People Weekly
December 1999


Reporting for rounds as hunky pediatrician Luka Kovac on the Burbank set of NBC's ER last summer, Goran Visnjic didn't waste a heartbeat. "He immediately wanted to go to the emergency room," says Neal Baer, a pediatrician who serves as the show's coexecutive producer. "We taught him how to suture because he had a scene where he had to suture a boy." But it was not the actor's first exposure to medical procedures. "I was observing in the ER in Zagreb, first," he told the Gannett News Service last month. "I did my homework in Croatia," which happens to be where Visnjic, 27, grew up.

All that preparation has paid off. In his first few weeks on the hit series, Kovac not only stitched up that kid with aplomb, he goaded a wife beater into assaulting him so the guy would wind up in the psych ward, pretending to be a priest to comfort a dying patient, and, not least, has made a smitten nurse, Carol Hathaway (Julianna Margulies), and millions of female fans forget, at least temporarily, about the actor the broodingly handsome, 6'4" Visnjic replaced: George Clooney.
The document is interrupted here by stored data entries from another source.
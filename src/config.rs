//! Proxy configuration parsed from environment variables.

use std::str::FromStr;

pub const DEFAULT_PORT: u16 = 8787;
pub const DEFAULT_API_BASE: &str = "https://api.line.me/v2/bot";
pub const DEFAULT_DATA_BASE: &str = "https://api-data.line.me/v2/bot";
pub const DEFAULT_ALLOWED_ORIGINS: &str = "https://toru-takahashi.github.io,http://localhost:5173";
pub const DEFAULT_REQUEST_TIMEOUT_SECS: u64 = 30;
pub const DEFAULT_CONNECT_TIMEOUT_SECS: u64 = 10;

/// Which upstream base a request goes to.
#[derive(Debug, Clone, Copy, PartialEq, Eq)]
pub enum UpstreamHost {
    /// JSON API.
    Api,
    /// Binary content API (menu images).
    Data,
}

#[derive(Debug, Clone, Copy, PartialEq, Eq)]
pub struct UpstreamTimeouts {
    pub request_secs: u64,
    pub connect_secs: u64,
}

#[derive(Debug, Clone, PartialEq, Eq)]
pub struct ProxyConfig {
    pub port: u16,
    pub api_base: String,
    pub data_base: String,
    /// CORS allow-list. Never empty; the first entry is the fallback origin.
    pub allowed_origins: Vec<String>,
    pub timeouts: UpstreamTimeouts,
}

impl ProxyConfig {
    /// Build typed config from environment variables.
    ///
    /// Optional:
    /// - `PORT`: default 8787
    /// - `RICHMENU_API_BASE`: JSON API base URL
    /// - `RICHMENU_API_DATA_BASE`: binary content API base URL
    /// - `RICHMENU_ALLOWED_ORIGINS`: comma-separated CORS allow-list
    /// - `RICHMENU_REQUEST_TIMEOUT_SECS`: default 30
    /// - `RICHMENU_CONNECT_TIMEOUT_SECS`: default 10
    #[must_use]
    pub fn from_env() -> Self {
        Self::from_lookup(|key| std::env::var(key).ok())
    }

    /// Build config from any key lookup. Unparseable values fall back to defaults.
    pub fn from_lookup(lookup: impl Fn(&str) -> Option<String>) -> Self {
        let base = |key: &str, default: &str| {
            lookup(key).unwrap_or_else(|| default.to_owned()).trim_end_matches('/').to_owned()
        };
        let origins = lookup("RICHMENU_ALLOWED_ORIGINS").map(|raw| parse_origins(&raw)).unwrap_or_default();

        Self {
            port: parse_or(lookup("PORT"), DEFAULT_PORT),
            api_base: base("RICHMENU_API_BASE", DEFAULT_API_BASE),
            data_base: base("RICHMENU_API_DATA_BASE", DEFAULT_DATA_BASE),
            allowed_origins: if origins.is_empty() { parse_origins(DEFAULT_ALLOWED_ORIGINS) } else { origins },
            timeouts: UpstreamTimeouts {
                request_secs: parse_or(lookup("RICHMENU_REQUEST_TIMEOUT_SECS"), DEFAULT_REQUEST_TIMEOUT_SECS),
                connect_secs: parse_or(lookup("RICHMENU_CONNECT_TIMEOUT_SECS"), DEFAULT_CONNECT_TIMEOUT_SECS),
            },
        }
    }

    /// Full upstream URL for `path` (which starts with `/`).
    #[must_use]
    pub fn upstream_url(&self, host: UpstreamHost, path: &str) -> String {
        let base = match host {
            UpstreamHost::Api => &self.api_base,
            UpstreamHost::Data => &self.data_base,
        };
        format!("{base}{path}")
    }
}

/// Split a comma-separated origin list, dropping blanks.
#[must_use]
pub fn parse_origins(raw: &str) -> Vec<String> {
    raw.split(',').map(str::trim).filter(|o| !o.is_empty()).map(str::to_owned).collect()
}

fn parse_or<T: FromStr>(raw: Option<String>, default: T) -> T {
    raw.and_then(|v| v.trim().parse::<T>().ok()).unwrap_or(default)
}

#[cfg(test)]
#[path = "config_test.rs"]
mod tests;
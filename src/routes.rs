//! Router assembly and the route table.
//!
//! Every `/api/...` request is matched against [`Route::resolve`], forwarded
//! upstream with the caller's bearer token, and its reply reshaped per
//! [`Reply`]. Matching and shaping are pure so they can be tested without a
//! network.

use axum::Router;
use axum::body::Bytes;
use axum::extract::{Request, State};
use axum::http::header::{
    ACCESS_CONTROL_ALLOW_HEADERS, ACCESS_CONTROL_ALLOW_METHODS, ACCESS_CONTROL_ALLOW_ORIGIN, AUTHORIZATION,
    CONTENT_TYPE, ORIGIN,
};
use axum::http::{HeaderMap, HeaderValue, Method, StatusCode, Uri};
use axum::middleware::{self, Next};
use axum::response::{IntoResponse, Json, Response};
use axum::routing::get;
use serde_json::{Value, json};
use tower_http::trace::TraceLayer;
use tracing::{info, warn};

use crate::config::UpstreamHost;
use crate::error::ProxyError;
use crate::state::AppState;
use crate::upstream::{Outgoing, UpstreamReply};

const ALLOW_METHODS: &str = "GET, POST, DELETE, OPTIONS";
const ALLOW_HEADERS: &str = "Content-Type, Authorization";
const DEFAULT_IMAGE_TYPE: &str = "image/png";

/// Build the proxy router.
pub fn app(state: AppState) -> Router {
    Router::new()
        .route("/healthz", get(healthz))
        .fallback(proxy)
        .layer(middleware::from_fn_with_state(state.clone(), cors))
        .layer(TraceLayer::new_for_http())
        .with_state(state)
}

async fn healthz() -> StatusCode {
    StatusCode::OK
}

// =============================================================================
// ROUTE TABLE
// =============================================================================

/// A proxied endpoint with its captured path segments.
#[derive(Debug, Clone, PartialEq, Eq)]
pub enum Route {
    CreateMenu,
    UploadImage { menu_id: String },
    DownloadImage { menu_id: String },
    ListMenus,
    GetMenu { menu_id: String },
    DeleteMenu { menu_id: String },
    SetDefault { menu_id: String },
    CancelDefault,
    LinkUser { user_id: String, menu_id: String },
    UnlinkUser { user_id: String },
    GetUserMenu { user_id: String },
    ListAliases,
    CreateAlias,
    GetAlias { alias_id: String },
    UpdateAlias { alias_id: String },
    DeleteAlias { alias_id: String },
}

/// How the request body is forwarded.
#[derive(Debug, Clone, Copy, PartialEq, Eq)]
pub enum Payload {
    None,
    Json,
    Image,
}

/// How the upstream reply is turned into the client response.
#[derive(Debug, Clone, Copy, PartialEq, Eq)]
pub enum Reply {
    /// Upstream body and status as-is.
    Passthrough,
    /// Upstream body on success, an error envelope otherwise.
    Fetch { failed: &'static str },
    /// Image bytes on success, an error envelope otherwise.
    Image { failed: &'static str },
    /// Fixed message on success. `failed: None` passes upstream errors through.
    Message { ok: &'static str, failed: Option<&'static str> },
}

impl Route {
    /// Match a request. Literal segments (`list`, `default`, `alias`) win over captures.
    #[must_use]
    pub fn resolve(method: &Method, path: &str) -> Option<Self> {
        let segments: Vec<&str> = path.strip_prefix("/api/")?.split('/').collect();
        if segments.iter().any(|s| s.is_empty()) {
            return None;
        }
        let owned = |s: &&str| (*s).to_owned();

        let route = match (method, segments.as_slice()) {
            (&Method::POST, ["richmenu"]) => Self::CreateMenu,
            (&Method::GET, ["richmenu", "list"]) => Self::ListMenus,
            (&Method::DELETE, ["richmenu", "default"]) => Self::CancelDefault,
            (&Method::GET, ["richmenu", "alias", "list"]) => Self::ListAliases,
            (&Method::POST, ["richmenu", "alias"]) => Self::CreateAlias,
            (&Method::GET, ["richmenu", "alias", alias]) => Self::GetAlias { alias_id: owned(alias) },
            (&Method::POST, ["richmenu", "alias", alias]) => Self::UpdateAlias { alias_id: owned(alias) },
            (&Method::DELETE, ["richmenu", "alias", alias]) => Self::DeleteAlias { alias_id: owned(alias) },
            (&Method::POST, ["richmenu", id, "content"]) => Self::UploadImage { menu_id: owned(id) },
            (&Method::GET, ["richmenu", id, "content"]) => Self::DownloadImage { menu_id: owned(id) },
            (&Method::POST, ["richmenu", id, "default"]) => Self::SetDefault { menu_id: owned(id) },
            (&Method::GET, ["richmenu", id]) => Self::GetMenu { menu_id: owned(id) },
            (&Method::DELETE, ["richmenu", id]) => Self::DeleteMenu { menu_id: owned(id) },
            (&Method::POST, ["user", user, "richmenu", id]) => {
                Self::LinkUser { user_id: owned(user), menu_id: owned(id) }
            }
            (&Method::DELETE, ["user", user, "richmenu"]) => Self::UnlinkUser { user_id: owned(user) },
            (&Method::GET, ["user", user, "richmenu"]) => Self::GetUserMenu { user_id: owned(user) },
            _ => return None,
        };
        Some(route)
    }

    /// Upstream method, base, and path.
    #[must_use]
    pub fn upstream(&self) -> (Method, UpstreamHost, String) {
        use UpstreamHost::{Api, Data};
        match self {
            Self::CreateMenu => (Method::POST, Api, "/richmenu".to_owned()),
            Self::UploadImage { menu_id } => (Method::POST, Data, format!("/richmenu/{menu_id}/content")),
            Self::DownloadImage { menu_id } => (Method::GET, Data, format!("/richmenu/{menu_id}/content")),
            Self::ListMenus => (Method::GET, Api, "/richmenu/list".to_owned()),
            Self::GetMenu { menu_id } => (Method::GET, Api, format!("/richmenu/{menu_id}")),
            Self::DeleteMenu { menu_id } => (Method::DELETE, Api, format!("/richmenu/{menu_id}")),
            Self::SetDefault { menu_id } => (Method::POST, Api, format!("/user/all/richmenu/{menu_id}")),
            Self::CancelDefault => (Method::DELETE, Api, "/user/all/richmenu".to_owned()),
            Self::LinkUser { user_id, menu_id } => (Method::POST, Api, format!("/user/{user_id}/richmenu/{menu_id}")),
            Self::UnlinkUser { user_id } => (Method::DELETE, Api, format!("/user/{user_id}/richmenu")),
            Self::GetUserMenu { user_id } => (Method::GET, Api, format!("/user/{user_id}/richmenu")),
            Self::ListAliases => (Method::GET, Api, "/richmenu/alias/list".to_owned()),
            Self::CreateAlias => (Method::POST, Api, "/richmenu/alias".to_owned()),
            Self::GetAlias { alias_id } => (Method::GET, Api, format!("/richmenu/alias/{alias_id}")),
            Self::UpdateAlias { alias_id } => (Method::POST, Api, format!("/richmenu/alias/{alias_id}")),
            Self::DeleteAlias { alias_id } => (Method::DELETE, Api, format!("/richmenu/alias/{alias_id}")),
        }
    }

    #[must_use]
    pub fn payload(&self) -> Payload {
        match self {
            Self::CreateMenu | Self::CreateAlias | Self::UpdateAlias { .. } => Payload::Json,
            Self::UploadImage { .. } => Payload::Image,
            _ => Payload::None,
        }
    }

    #[must_use]
    pub fn reply(&self) -> Reply {
        match self {
            Self::CreateMenu | Self::ListMenus | Self::GetMenu { .. } | Self::ListAliases | Self::GetAlias { .. } => {
                Reply::Passthrough
            }
            Self::GetUserMenu { .. } => Reply::Fetch { failed: "Failed to get user rich menu" },
            Self::DownloadImage { .. } => Reply::Image { failed: "Failed to download image" },
            Self::UploadImage { .. } => {
                Reply::Message { ok: "Image uploaded successfully", failed: Some("Failed to upload image") }
            }
            Self::DeleteMenu { .. } => {
                Reply::Message { ok: "Rich menu deleted successfully", failed: Some("Failed to delete rich menu") }
            }
            Self::SetDefault { .. } => Reply::Message {
                ok: "Default rich menu set successfully",
                failed: Some("Failed to set default rich menu"),
            },
            Self::CancelDefault => Reply::Message {
                ok: "Default rich menu cancelled successfully",
                failed: Some("Failed to cancel default rich menu"),
            },
            Self::LinkUser { .. } => Reply::Message {
                ok: "Rich menu linked to user successfully",
                failed: Some("Failed to link rich menu to user"),
            },
            Self::UnlinkUser { .. } => Reply::Message {
                ok: "Rich menu unlinked from user successfully",
                failed: Some("Failed to unlink rich menu from user"),
            },
            Self::CreateAlias => Reply::Message { ok: "Rich menu alias created successfully", failed: None },
            Self::UpdateAlias { .. } => Reply::Message { ok: "Rich menu alias updated successfully", failed: None },
            Self::DeleteAlias { .. } => Reply::Message {
                ok: "Rich menu alias deleted successfully",
                failed: Some("Failed to delete rich menu alias"),
            },
        }
    }
}

// =============================================================================
// RESPONSE SHAPING
// =============================================================================

/// Client response computed from an upstream reply.
#[derive(Debug, Clone, PartialEq, Eq)]
pub enum Shaped {
    Json(StatusCode, Value),
    Bytes { status: StatusCode, content_type: String, body: Bytes },
}

impl Reply {
    #[must_use]
    pub fn shape(self, reply: UpstreamReply) -> Shaped {
        let status = StatusCode::from_u16(reply.status).unwrap_or(StatusCode::BAD_GATEWAY);
        let success = reply.is_success();
        match self {
            Self::Passthrough => passthrough(status, reply),
            Self::Fetch { .. } if success => passthrough(status, reply),
            Self::Image { .. } if success => Shaped::Bytes {
                status,
                content_type: reply.content_type.unwrap_or_else(|| DEFAULT_IMAGE_TYPE.to_owned()),
                body: reply.body,
            },
            Self::Message { ok, .. } if success => Shaped::Json(StatusCode::OK, json!({ "message": ok })),
            Self::Message { failed: None, .. } => passthrough(status, reply),
            Self::Fetch { failed } | Self::Image { failed } | Self::Message { failed: Some(failed), .. } => {
                let details = String::from_utf8_lossy(&reply.body).into_owned();
                Shaped::Json(status, json!({ "error": failed, "details": details }))
            }
        }
    }
}

fn passthrough(status: StatusCode, reply: UpstreamReply) -> Shaped {
    Shaped::Bytes {
        status,
        content_type: reply.content_type.unwrap_or_else(|| "application/json".to_owned()),
        body: reply.body,
    }
}

impl IntoResponse for Shaped {
    fn into_response(self) -> Response {
        match self {
            Self::Json(status, value) => (status, Json(value)).into_response(),
            Self::Bytes { status, content_type, body } => (status, [(CONTENT_TYPE, content_type)], body).into_response(),
        }
    }
}

// =============================================================================
// REQUEST HELPERS
// =============================================================================

/// Token from an `Authorization: Bearer <token>` header.
#[must_use]
pub fn bearer_token(headers: &HeaderMap) -> Option<&str> {
    let value = headers.get(AUTHORIZATION)?.to_str().ok()?;
    value.strip_prefix("Bearer ").filter(|t| !t.is_empty())
}

/// Origin to echo in CORS headers: the request's own if allowed, else the first allowed.
#[must_use]
pub fn cors_origin<'a>(allowed: &'a [String], origin: Option<&'a str>) -> &'a str {
    match origin {
        Some(o) if allowed.iter().any(|a| a == o) => o,
        _ => allowed.first().map_or("*", String::as_str),
    }
}

// =============================================================================
// HANDLERS
// =============================================================================

/// Adds CORS headers to every response and answers preflights directly.
async fn cors(State(state): State<AppState>, request: Request, next: Next) -> Response {
    let origin = request.headers().get(ORIGIN).and_then(|v| v.to_str().ok());
    let allow_origin = HeaderValue::from_str(cors_origin(&state.config.allowed_origins, origin))
        .unwrap_or_else(|_| HeaderValue::from_static("*"));

    let mut response =
        if *request.method() == Method::OPTIONS { StatusCode::OK.into_response() } else { next.run(request).await };

    let headers = response.headers_mut();
    headers.insert(ACCESS_CONTROL_ALLOW_ORIGIN, allow_origin);
    headers.insert(ACCESS_CONTROL_ALLOW_METHODS, HeaderValue::from_static(ALLOW_METHODS));
    headers.insert(ACCESS_CONTROL_ALLOW_HEADERS, HeaderValue::from_static(ALLOW_HEADERS));
    response
}

/// Fallback handler for everything except `/healthz`.
async fn proxy(
    State(state): State<AppState>,
    method: Method,
    uri: Uri,
    headers: HeaderMap,
    body: Bytes,
) -> Result<Shaped, ProxyError> {
    let token = bearer_token(&headers).ok_or(ProxyError::Unauthorized)?;
    let route = Route::resolve(&method, uri.path()).ok_or(ProxyError::NotFound)?;

    let outgoing = match route.payload() {
        Payload::None => Outgoing::Empty,
        Payload::Json => {
            serde_json::from_slice::<Value>(&body).map_err(|e| ProxyError::InvalidJson(e.to_string()))?;
            Outgoing::Json(body)
        }
        Payload::Image => {
            let content_type = headers
                .get(CONTENT_TYPE)
                .and_then(|v| v.to_str().ok())
                .unwrap_or(DEFAULT_IMAGE_TYPE)
                .to_owned();
            info!(bytes = body.len(), content_type = %content_type, "forwarding image");
            Outgoing::Raw { content_type, body }
        }
    };

    let (upstream_method, host, path) = route.upstream();
    let url = state.config.upstream_url(host, &path);
    let reply = state.upstream.send(upstream_method, &url, token, outgoing).await?;
    if reply.is_success() {
        info!(route = ?route, status = reply.status, "proxied");
    } else {
        warn!(route = ?route, status = reply.status, "upstream rejected request");
    }
    Ok(route.reply().shape(reply))
}

#[cfg(test)]
#[path = "routes_test.rs"]
mod tests;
"Women really love him," reports Baer. "He walked onto that show a filled a void," agrees Risa Bramon Garcia, who cast Visnjic in a bit part in 1997's The Peacemaker, a thriller that, coincidentally, starred George Clooney. "I'm a lucky girl!" says Margulies, who describes her new costar as "diligent and funny." However, she adds, "I have never seen Goran as filling in George Clooney's shoes. Goran fills in his own shoes quite nicely."
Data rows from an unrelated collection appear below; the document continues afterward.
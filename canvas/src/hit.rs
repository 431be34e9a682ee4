//! Resize-handle geometry and pointer hit-testing.
//!
//! Handles are fixed-size squares in screen space, so their hit radius is
//! converted to logical units with the current scale. The selected region is
//! tested first (handles, then body) because it is drawn on top; the rest are
//! tested from last to first, matching paint order.

#[cfg(test)]
#[path = "hit_test.rs"]
mod hit_test;

use crate::doc::{Bounds, Region, RegionId};
use crate::mapper::LogicalPoint;

/// Which part of a region was hit.
#[derive(Debug, Clone, Copy, PartialEq, Eq)]
pub enum HitPart {
    Body,
    ResizeHandle(ResizeAnchor),
}

/// Anchor position for resize handles.
#[derive(Debug, Clone, Copy, PartialEq, Eq)]
pub enum ResizeAnchor {
    N,
    Ne,
    E,
    Se,
    S,
    Sw,
    W,
    Nw,
}

impl ResizeAnchor {
    /// All anchors, clockwise from north.
    pub const ALL: [Self; 8] = [Self::N, Self::Ne, Self::E, Self::Se, Self::S, Self::Sw, Self::W, Self::Nw];

    /// Whether dragging this anchor moves the left edge.
    #[must_use]
    pub fn moves_left(self) -> bool {
        matches!(self, Self::Nw | Self::W | Self::Sw)
    }

    /// Whether dragging this anchor moves the right edge.
    #[must_use]
    pub fn moves_right(self) -> bool {
        matches!(self, Self::Ne | Self::E | Self::Se)
    }

    /// Whether dragging this anchor moves the top edge.
    #[must_use]
    pub fn moves_top(self) -> bool {
        matches!(self, Self::Nw | Self::N | Self::Ne)
    }

    /// Whether dragging this anchor moves the bottom edge.
    #[must_use]
    pub fn moves_bottom(self) -> bool {
        matches!(self, Self::Sw | Self::S | Self::Se)
    }

    /// CSS cursor shown while hovering or dragging this handle.
    #[must_use]
    pub fn cursor(self) -> &'static str {
        match self {
            Self::N | Self::S => "ns-resize",
            Self::E | Self::W => "ew-resize",
            Self::Ne | Self::Sw => "nesw-resize",
            Self::Nw | Self::Se => "nwse-resize",
        }
    }
}

/// Result of a hit test.
#[derive(Debug, Clone, Copy, PartialEq, Eq)]
pub struct Hit {
    pub region_id: RegionId,
    pub part: HitPart,
}

/// Center of `anchor`'s handle on `bounds`, in logical units.
///
/// Corners sit on the corners; edge handles sit on the edge midpoints.
#[must_use]
pub fn handle_position(bounds: Bounds, anchor: ResizeAnchor) -> (f64, f64) {
    let left = f64::from(bounds.x);
    let top = f64::from(bounds.y);
    let right = f64::from(bounds.right());
    let bottom = f64::from(bounds.bottom());
    let mid_x = left + f64::from(bounds.width) / 2.0;
    let mid_y = top + f64::from(bounds.height) / 2.0;

    match anchor {
        ResizeAnchor::N => (mid_x, top),
        ResizeAnchor::Ne => (right, top),
        ResizeAnchor::E => (right, mid_y),
        ResizeAnchor::Se => (right, bottom),
        ResizeAnchor::S => (mid_x, bottom),
        ResizeAnchor::Sw => (left, bottom),
        ResizeAnchor::W => (left, mid_y),
        ResizeAnchor::Nw => (left, top),
    }
}

/// Which handle of `bounds`, if any, is under `pt`.
///
/// `radius` is the handle half-size in logical units. Corners win over edge
/// midpoints when a region is small enough for them to overlap.
#[must_use]
pub fn handle_at(bounds: Bounds, pt: LogicalPoint, radius: f64) -> Option<ResizeAnchor> {
    let px = f64::from(pt.x);
    let py = f64::from(pt.y);
    let corners_first = [
        ResizeAnchor::Nw,
        ResizeAnchor::Ne,
        ResizeAnchor::Se,
        ResizeAnchor::Sw,
        ResizeAnchor::N,
        ResizeAnchor::E,
        ResizeAnchor::S,
        ResizeAnchor::W,
    ];
    corners_first.into_iter().find(|&anchor| {
        let (hx, hy) = handle_position(bounds, anchor);
        (px - hx).abs() <= radius && (py - hy).abs() <= radius
    })
}

/// Test which region (if any) is under `pt`.
///
/// `scale` is screen pixels per logical unit; `handle_radius_px` is the
/// on-screen handle half-size. Handles are only considered on the selected
/// region.
#[must_use]
pub fn hit_test(
    pt: LogicalPoint,
    regions: &[Region],
    selected: Option<RegionId>,
    scale: f64,
    handle_radius_px: f64,
) -> Option<Hit> {
    let selected_region = selected.and_then(|id| regions.iter().find(|r| r.id == id));

    if let Some(region) = selected_region {
        let radius = if scale > 0.0 && scale.is_finite() { handle_radius_px / scale } else { handle_radius_px };
        if let Some(anchor) = handle_at(region.bounds, pt, radius) {
            return Some(Hit { region_id: region.id, part: HitPart::ResizeHandle(anchor) });
        }
        if region.bounds.contains(pt) {
            return Some(Hit { region_id: region.id, part: HitPart::Body });
        }
    }

    regions
        .iter()
        .rev()
        .find(|r| Some(r.id) != selected && r.bounds.contains(pt))
        .map(|r| Hit { region_id: r.id, part: HitPart::Body })
}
And quite modestly, "I cannot see myself on the screen, and I cannot hear my voice," Visnjic told PEOPLE (as our Sexiest Import) last year after viewing one of his films. "I feel it's awful." Back home in Croatia, "there are no stars," explains the classically trained actor. "No one is driving around in a black limo. In Dubrovnik, where I've done Hamlet for six years, they're like 'Oh, Goran's in town again. Hi Goran.'"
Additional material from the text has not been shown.